International Features
Developing MUI Applications

This topic provides an overview for multilingual application development using MUI technology. It summarizes the main programming considerations to keep in mind when developing your MUI applications and provides references for additional information. For an illustration of a multilingual application developed using MUI technology, see MUI Application Sample.

The process of creating an application that is useful to many different users with different locales and languages is called software internationalization. Such an application requires localization to customize it to the supported locales and languages. The Microsoft Global Development and Computing Portal Microsoft link provides a wide selection of related documentation that helps you design, build, and deploy world-ready applications. These documents help you consider how the characteristics of different human languages can affect the design of your software. Note that the portal also provides a complete archive of Dr. International columns.

You can use many localization models to create software for international users. However, MUI technology supports a highly effective localization model of its own. This document focuses on the creation of applications using the MUI technology.

Note: Application development described in this topic mostly applies to applications intended to run on Windows Vista. If you must create an MUI application to run on a pre-Windows Vista operating system, you will need to add certain functionality. For more information, see Supporting Pre-Windows Vista Operating Systems.

Decide on a Localization Model

When developing internationalized applications on operating systems prior to Windows Vista, you generally use a process to create static and separately packaged single-language localized applications. With this model, you choose a particular language at the start of the development project. To allow your application to be translated and built for other languages, you follow standard software globalization and localizability guidelines to internationalize the application. To make user interface resources translatable, you store the strings and other user interface elements in resource sections of your application binaries. A tool is used to translate and build separate versions of the binaries. The separate language binaries are packaged in separate versions of your application. After software distribution of the application, users can select a specific localized version to install and use.

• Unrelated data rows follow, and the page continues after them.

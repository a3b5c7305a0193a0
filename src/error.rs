//! Error types for IEC 60870-5-104 protocol.
//!
//! Errors fall into three groups:
//!
//! - [`CodecError`]: a malformed ASDU payload. Recoverable; the link stays up.
//! - [`FrameError`]: a corrupt APCI header. Fatal for the session.
//! - [`AbortReason`]: why a session was torn down. Every fatal condition is
//!   funneled through a single abort path and surfaces as
//!   [`Iec104Error::SessionAborted`].

use thiserror::Error;

use crate::session::SessionState;
use crate::types::{TypeId, UFunction};

/// Result type alias for IEC 104 operations.
pub type Result<T> = std::result::Result<T, Iec104Error>;

/// ASDU encode/decode failures.
#[derive(Debug, Clone, PartialEq, Eq, Error)]
pub enum CodecError {
    /// Fewer bytes remain than the layout requires.
    #[error("Truncated buffer: need {needed} bytes, {remaining} remaining")]
    TruncatedBuffer { needed: usize, remaining: usize },

    /// Type identification not in the supported table.
    #[error("Unknown type ID: {0}")]
    UnknownType(u8),

    /// Cause of transmission code not defined.
    #[error("Unknown cause of transmission: {0}")]
    UnknownCause(u8),

    /// VSQ count is zero, above 127, or disagrees with the object list.
    #[error("Invalid object count: {0}")]
    InvalidCount(usize),

    /// A time tag field is out of range.
    #[error("Malformed time tag: {0}")]
    MalformedTime(&'static str),

    /// Common address is zero or does not fit the configured width.
    #[error("Invalid common address: {0}")]
    InvalidCommonAddress(u16),

    /// Information object address does not fit the configured width.
    #[error("Invalid information object address: {0}")]
    InvalidAddress(u32),

    /// SQ=1 ASDU whose addresses are not consecutive.
    #[error("Non-sequential address {actual} (expected {expected})")]
    NonSequentialAddress { expected: u32, actual: u32 },

    /// Element or time tag shape does not match the type identification.
    #[error("Element does not match type {0}")]
    ElementMismatch(TypeId),

    /// Encoded ASDU exceeds the 249 bytes an I-frame can carry.
    #[error("ASDU too large: {0} bytes")]
    AsduTooLarge(usize),

    /// Bytes left over after the declared objects were decoded.
    #[error("{0} trailing bytes after last information object")]
    TrailingBytes(usize),

    /// Parameter set widths out of range.
    #[error("Invalid parameters: {0}")]
    InvalidParams(&'static str),
}

/// APCI framing failures.
#[derive(Debug, Clone, PartialEq, Eq, Error)]
pub enum FrameError {
    /// First byte is not 0x68.
    #[error("Bad start byte: 0x{0:02X}")]
    BadStartByte(u8),

    /// Declared APDU length disagrees with the bytes available.
    #[error("Length mismatch: declared {declared}, available {available}")]
    LengthMismatch { declared: usize, available: usize },

    /// Control field bits do not form a valid I, S or U pattern.
    #[error("Unknown control pattern: {0:02X?}")]
    UnknownControlPattern([u8; 4]),

    /// S-frame or U-frame carrying payload bytes.
    #[error("Unexpected payload of {0} bytes on S/U frame")]
    UnexpectedPayload(usize),

    /// Payload too large for a single I-frame.
    #[error("Payload too large: {0} bytes")]
    PayloadTooLarge(usize),
}

/// Cause of a fatal session teardown.
#[derive(Debug, Clone, PartialEq, Eq, Error)]
pub enum AbortReason {
    /// Stream read or write failed.
    #[error("transport failure: {0}")]
    Transport(String),

    /// Peer closed the stream.
    #[error("connection closed by peer")]
    PeerClosed,

    /// Corrupt frame header.
    #[error("framing error: {0}")]
    Framing(#[from] FrameError),

    /// No STARTDT con within t1.
    #[error("STARTDT confirmation timeout")]
    ActivationTimeout,

    /// No STOPDT con within t1.
    #[error("STOPDT confirmation timeout")]
    DeactivationTimeout,

    /// No TESTFR con within t1.
    #[error("TESTFR confirmation timeout")]
    TestFrameTimeout,

    /// An I-frame was not acknowledged within t1.
    #[error("acknowledgment timeout for I-frame {0}")]
    AckTimeout(u16),

    /// Received N(S) is not the expected receive sequence number.
    #[error("sequence error: expected {expected}, got {actual}")]
    SequenceError { expected: u16, actual: u16 },

    /// Received N(R) acknowledges frames never sent.
    #[error("acknowledgment {ack} outside window [{oldest}, {next}]")]
    AckOutOfRange { ack: u16, oldest: u16, next: u16 },

    /// I-frame received while data transfer is not active.
    #[error("I-frame received in state {0:?}")]
    UnexpectedIFrame(SessionState),

    /// Confirmation received without a matching activation.
    #[error("unexpected {0} in state {1:?}")]
    UnexpectedConfirmation(UFunction, SessionState),
}

/// IEC 60870-5-104 protocol error types.
#[derive(Debug, Error)]
pub enum Iec104Error {
    /// I/O error
    #[error("I/O error: {0}")]
    Io(#[from] std::io::Error),

    /// ASDU codec error
    #[error("Codec error: {0}")]
    Codec(#[from] CodecError),

    /// Frame layer error
    #[error("Invalid frame: {0}")]
    Frame(#[from] FrameError),

    /// Timer/window configuration out of range
    #[error("Invalid config: {0}")]
    InvalidConfig(&'static str),

    /// Connection timeout (t0)
    #[error("Connection timeout")]
    ConnectTimeout,

    /// Send window has k unacknowledged I-frames
    #[error("Send window full")]
    WindowFull,

    /// Session closed before the operation completed
    #[error("Session closed")]
    SessionClosed,

    /// Operation not allowed in the current state
    #[error("{operation} not allowed in state {state:?}")]
    InvalidState {
        operation: &'static str,
        state: SessionState,
    },

    /// Session torn down by a fatal condition
    #[error("Session aborted: {0}")]
    SessionAborted(#[from] AbortReason),
}

impl Iec104Error {
    /// Check if this error ended the session.
    pub fn is_fatal(&self) -> bool {
        matches!(
            self,
            Self::Io(_) | Self::Frame(_) | Self::SessionAborted(_) | Self::SessionClosed
        )
    }

    /// Check if this error indicates a connection problem.
    pub fn is_connection_error(&self) -> bool {
        matches!(
            self,
            Self::Io(_)
                | Self::ConnectTimeout
                | Self::SessionClosed
                | Self::SessionAborted(AbortReason::Transport(_) | AbortReason::PeerClosed)
        )
    }

    /// Check if the owner may retry by reconnecting.
    pub fn is_retryable(&self) -> bool {
        matches!(
            self,
            Self::ConnectTimeout
                | Self::WindowFull
                | Self::SessionAborted(
                    AbortReason::ActivationTimeout
                        | AbortReason::TestFrameTimeout
                        | AbortReason::AckTimeout(_)
                )
        )
    }
}

#[cfg(test)]
mod tests {
    use super::*;

    #[test]
    fn test_error_display() {
        let err = Iec104Error::WindowFull;
        assert_eq!(err.to_string(), "Send window full");

        let err = Iec104Error::from(CodecError::UnknownType(255));
        assert_eq!(err.to_string(), "Codec error: Unknown type ID: 255");

        let err = Iec104Error::from(AbortReason::SequenceError {
            expected: 10,
            actual: 5,
        });
        assert_eq!(
            err.to_string(),
            "Session aborted: sequence error: expected 10, got 5"
        );
    }

    #[test]
    fn test_frame_error_display() {
        assert_eq!(
            FrameError::BadStartByte(0x69).to_string(),
            "Bad start byte: 0x69"
        );
        assert_eq!(
            FrameError::LengthMismatch {
                declared: 14,
                available: 10
            }
            .to_string(),
            "Length mismatch: declared 14, available 10"
        );
    }

    #[test]
    fn test_is_fatal() {
        assert!(Iec104Error::SessionAborted(AbortReason::AckTimeout(3)).is_fatal());
        assert!(Iec104Error::Frame(FrameError::BadStartByte(0)).is_fatal());
        assert!(!Iec104Error::Codec(CodecError::UnknownType(0)).is_fatal());
        assert!(!Iec104Error::WindowFull.is_fatal());
    }

    #[test]
    fn test_is_connection_error() {
        assert!(Iec104Error::ConnectTimeout.is_connection_error());
        assert!(Iec104Error::SessionAborted(AbortReason::PeerClosed).is_connection_error());
        assert!(!Iec104Error::SessionAborted(AbortReason::AckTimeout(0)).is_connection_error());
    }

    #[test]
    fn test_is_retryable() {
        assert!(Iec104Error::ConnectTimeout.is_retryable());
        assert!(Iec104Error::SessionAborted(AbortReason::TestFrameTimeout).is_retryable());
        assert!(!Iec104Error::SessionClosed.is_retryable());
    }
}
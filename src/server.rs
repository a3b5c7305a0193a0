//! Inbound connections.
//!
//! [`Server`] accepts TCP connections and starts one [`Session`] per
//! connection, all sharing the same parameter set and configuration.

use std::net::SocketAddr;

use tokio::net::{TcpListener, ToSocketAddrs};
use tracing::{info, warn};

use crate::config::{Config, Params};
use crate::error::Result;
use crate::session::{Session, SessionBuilder};

/// TCP listener producing sessions.
#[derive(Debug)]
pub struct Server {
    listener: TcpListener,
    params: Params,
    config: Config,
}

impl Server {
    /// Bind to `addr` after validating `params` and `config`.
    pub async fn bind<A: ToSocketAddrs>(addr: A, params: Params, config: Config) -> Result<Self> {
        params.validate()?;
        config.validate()?;
        let listener = TcpListener::bind(addr).await?;
        info!(addr = ?listener.local_addr().ok(), "IEC 104 server listening");
        Ok(Self {
            listener,
            params,
            config,
        })
    }

    /// Address the server is bound to.
    pub fn local_addr(&self) -> Result<SocketAddr> {
        Ok(self.listener.local_addr()?)
    }

    /// Accept one connection and start a session without callbacks.
    pub async fn accept(&self) -> Result<(Session, SocketAddr)> {
        self.accept_with(|builder| builder).await
    }

    /// Accept one connection and start a session, letting `configure`
    /// register callbacks before the session runs.
    pub async fn accept_with<F>(&self, configure: F) -> Result<(Session, SocketAddr)>
    where
        F: FnOnce(SessionBuilder) -> SessionBuilder,
    {
        let (stream, peer) = self.listener.accept().await?;
        if let Err(e) = stream.set_nodelay(true) {
            warn!(%peer, error = %e, "failed to set TCP_NODELAY");
        }
        info!(%peer, "accepted connection");
        let session = configure(Session::builder(self.params, self.config.clone())).open(stream)?;
        Ok((session, peer))
    }

    /// Accept connections forever, handing each new session to `on_session`.
    ///
    /// Accept failures are logged and do not stop the loop.
    pub async fn serve<F>(self, mut on_session: F) -> Result<()>
    where
        F: FnMut(Session, SocketAddr),
    {
        loop {
            match self.accept().await {
                Ok((session, peer)) => on_session(session, peer),
                Err(e) => warn!(error = %e, "error accepting connection"),
            }
        }
    }
}

#[cfg(test)]
mod tests {
    use futures::{SinkExt, StreamExt};
    use tokio::net::TcpStream;
    use tokio_util::codec::Framed;

    use super::*;
    use crate::codec::{Apdu, Iec104Codec};
    use crate::session::SessionState;
    use crate::types::{Apci, UFunction};

    #[tokio::test]
    async fn test_accept_and_answer_startdt() {
        let server = Server::bind("127.0.0.1:0", Params::WIDE, Config::default())
            .await
            .unwrap();
        let addr = server.local_addr().unwrap();

        let (accepted, stream) = tokio::join!(server.accept(), TcpStream::connect(addr));
        let (session, _peer) = accepted.unwrap();
        let mut client = Framed::new(stream.unwrap(), Iec104Codec::new());

        client
            .send(Apdu::u_frame(UFunction::StartDtAct))
            .await
            .unwrap();
        let reply = client.next().await.unwrap().unwrap();
        assert_eq!(reply.apci, Apci::u_frame(UFunction::StartDtCon));
        assert_eq!(session.state(), SessionState::DataTransfer);

        drop(client);
        assert!(session.wait_closed().await.is_err());
    }

    #[tokio::test]
    async fn test_bind_rejects_invalid_params() {
        let params = Params {
            ioa_size: 4,
            ..Params::WIDE
        };
        assert!(Server::bind("127.0.0.1:0", params, Config::default())
            .await
            .is_err());
    }
}
//! Outbound connections.
//!
//! [`dial`] opens a TCP connection under timer t0 and starts a [`Session`]
//! on it. Data transfer is not started; call
//! [`Session::start_data_transfer`] when ready.
//!
//! ```rust,ignore
//! use voltage_cs104::{client, Asdu, Config, Params, QOI_STATION};
//!
//! let session = client::dial("192.168.1.100:2404", Params::WIDE, Config::default()).await?;
//! session.start_data_transfer().await?;
//! session.send_asdu(&Asdu::interrogation_command(1, QOI_STATION)).await?;
//! ```

use std::time::Duration;

use tokio::net::{TcpStream, ToSocketAddrs};
use tokio::time::timeout;
use tracing::{debug, warn};

use crate::config::{Config, Params};
use crate::error::{Iec104Error, Result};
use crate::session::{Session, SessionBuilder};

/// Open a TCP connection, failing with [`Iec104Error::ConnectTimeout`]
/// after `t0`.
pub async fn connect<A: ToSocketAddrs>(addr: A, t0: Duration) -> Result<TcpStream> {
    let stream = timeout(t0, TcpStream::connect(addr))
        .await
        .map_err(|_| Iec104Error::ConnectTimeout)??;

    // Disable Nagle's algorithm for low latency
    if let Err(e) = stream.set_nodelay(true) {
        warn!(error = %e, "failed to set TCP_NODELAY");
    }
    Ok(stream)
}

/// Connect and start a session without callbacks.
pub async fn dial<A: ToSocketAddrs>(addr: A, params: Params, config: Config) -> Result<Session> {
    dial_with(addr, Session::builder(params, config)).await
}

/// Connect and start a session configured by `builder`.
pub async fn dial_with<A: ToSocketAddrs>(addr: A, builder: SessionBuilder) -> Result<Session> {
    builder.params().validate()?;
    builder.config().validate()?;

    let stream = connect(addr, builder.config().t0).await?;
    if let Ok(peer) = stream.peer_addr() {
        debug!(%peer, "connected");
    }
    builder.open(stream)
}

#[cfg(test)]
mod tests {
    use tokio::net::TcpListener;

    use super::*;
    use crate::session::SessionState;

    #[tokio::test]
    async fn test_dial_local_listener() {
        let listener = TcpListener::bind("127.0.0.1:0").await.unwrap();
        let addr = listener.local_addr().unwrap();

        let (session, accepted) = tokio::join!(
            dial(addr, Params::WIDE, Config::default()),
            listener.accept()
        );
        let session = session.unwrap();
        let (_stream, peer) = accepted.unwrap();
        assert!(peer.ip().is_loopback());

        assert_ne!(session.state(), SessionState::DataTransfer);
        session.close().await.unwrap();
        assert_eq!(session.state(), SessionState::Disconnected);
    }

    #[tokio::test]
    async fn test_dial_rejects_invalid_config() {
        let result = dial(
            "127.0.0.1:2404",
            Params::WIDE,
            Config::new().t2(Duration::from_secs(30)),
        )
        .await;
        assert!(matches!(result, Err(Iec104Error::InvalidConfig(_))));
    }

    #[tokio::test]
    async fn test_connect_refused() {
        // Bind then drop to get a port nobody listens on.
        let addr = {
            let listener = TcpListener::bind("127.0.0.1:0").await.unwrap();
            listener.local_addr().unwrap()
        };
        let result = connect(addr, Duration::from_secs(5)).await;
        assert!(matches!(result, Err(Iec104Error::Io(_))));
    }
}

Starting with Windows Vista, you are encouraged to do your internationalized software development using the MUI localization model to create MUI applications. With this model, you have two ways to create the applications: the existing multilingual or satellite DLL-based solution and the MUI technology-based solution.

Multilingual or satellite DLL-based solution. This solution uses a variety of Windows resource technologies, for example, managed resource technology, and therefore applies to applications that run on any Windows operating system, not just Windows Vista. Using the multilingual approach, you create your portable executables and add resources for all languages in the same binaries. In this case, your application code must decide which language resource to load at runtime. With the satellite DLL-based approach, you store each language resource in a separate language-specific satellite resource DLL and include application code to decide which DLL to load for a particular language user.

MUI technology-based solution. This solution makes maximum use of MUI technology to manage language-specific storage and simplify and automate resource loading. It makes it easier to develop, test, and support software that works worldwide. You can create one set of portable executables with the basic application functionality. Then you create language-specific resources for each supported language. Creation of resources for an additional language does not require any changes to the portable executables. Your application does not have to provide conditional compilation, and you do not have to maintain separate source code for each language. Being able to ship one core functionality binary to all platforms, for all different language versions, reduces the development effort significantly. If you have to issue an update or a service pack, it will apply to all supported languages with no additional engineering effort. Later support for additional languages becomes a localization project, instead of a full software development project.

Globalize Your Application with Unicode

An MUI application can run under any language or locale setting, and the user can request any language for which the application includes support. Therefore, your application must encode user interface text to support the widest possible variety of languages. For more information, see Representing the Correct Language to the User.

To allow your MUI application to work with multilingual text, the most important thing to remember is to use Unicode to handle all text processing. For more information about globalization using Unicode, see the Microsoft Global Development and Computing Portal Microsoft link.

Handle Resources

For your MUI application, you can use any Windows resource technology to create user interface resources. However, it is highly recommended to use the MUI-specific Win32 resource technology techniques, with careful separation of language-neutral code from language-specific resources. For detailed information, see Preparing Resources.

Package and Install Your Application

In general, the resource technology that you select for your development project enforces certain packaging and installation conventions on the target operating system. Details of packaging and installation are provided in Packaging and Installing MUI Applications.